▶ [TASK DESCRIPTION] Retype every entry below without altering anything.
==========
//! CLI smoke entry point.
//!
//! # Responsibility
//! - Provide a minimal executable to verify `stockroom_core` wiring end to
//!   end against an in-memory store.
//! - Keep output deterministic for quick local sanity checks.

use std::error::Error;
use stockroom_core::db::open_db_in_memory;
use stockroom_core::{
    core_version, CategoryDto, CategoryService, SqliteCategoryRepository,
    SqliteSupplierRepository, SupplierDto, SupplierService,
};

fn main() -> Result<(), Box<dyn Error>> {
    println!("stockroom_core version={}", core_version());

    let conn = open_db_in_memory()?;

    let categories = CategoryService::new(SqliteCategoryRepository::try_new(&conn)?);
    let category = categories.save(&CategoryDto {
        id: None,
        code: "FAST".to_string(),
        label: "Fasteners".to_string(),
    })?;
    println!(
        "category id={} code={}",
        category.id.unwrap_or_default(),
        category.code
    );

    let suppliers = SupplierService::new(SqliteSupplierRepository::try_new(&conn)?);
    let supplier = suppliers.save(&SupplierDto {
        id: None,
        name: "ACME Metals".to_string(),
        email: Some("orders@acme.example".to_string()),
        phone: None,
        address: None,
    })?;
    println!(
        "supplier id={} name={}",
        supplier.id.unwrap_or_default(),
        supplier.name
    );
    println!("suppliers total={}", suppliers.find_all()?.len());

    Ok(())
}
==========
▶ [RESULT OF THIS EXERCISE]
//! CLI smoke entry point.
//!
//! # Responsibility
//! - Provide a minimal executable to verify `stockroom_core` wiring end to
//!   end against an in-memory store.
//! - Keep output deterministic for quick local sanity checks.

use std::error::Error;
use stockroom_core::db::open_db_in_memory;
use stockroom_core::{
    core_version, CategoryDto, CategoryService, SqliteCategoryRepository,
    SqliteSupplierRepository, SupplierDto, SupplierService,
};

fn main() -> Result<(), Box<dyn Error>> {
    println!("stockroom_core version={}", core_version());

    let conn = open_db_in_memory()?;

    let categories = CategoryService::new(SqliteCategoryRepository::try_new(&conn)?);
    let category = categories.save(&CategoryDto {
        id: None,
        code: "FAST".to_string(),
        label: "Fasteners".to_string(),
    })?;
    println!(
        "category id={} code={}",
        category.id.unwrap_or_default(),
        category.code
    );

    let suppliers = SupplierService::new(SqliteSupplierRepository::try_new(&conn)?);
    let supplier = suppliers.save(&SupplierDto {
        id: None,
        name: "ACME Metals".to_string(),
        email: Some("orders@acme.example".to_string()),
        phone: None,
        address: None,
    })?;
    println!(
        "supplier id={} name={}",
        supplier.id.unwrap_or_default(),
        supplier.name
    );
    println!("suppliers total={}", suppliers.find_all()?.len());

    Ok(())
}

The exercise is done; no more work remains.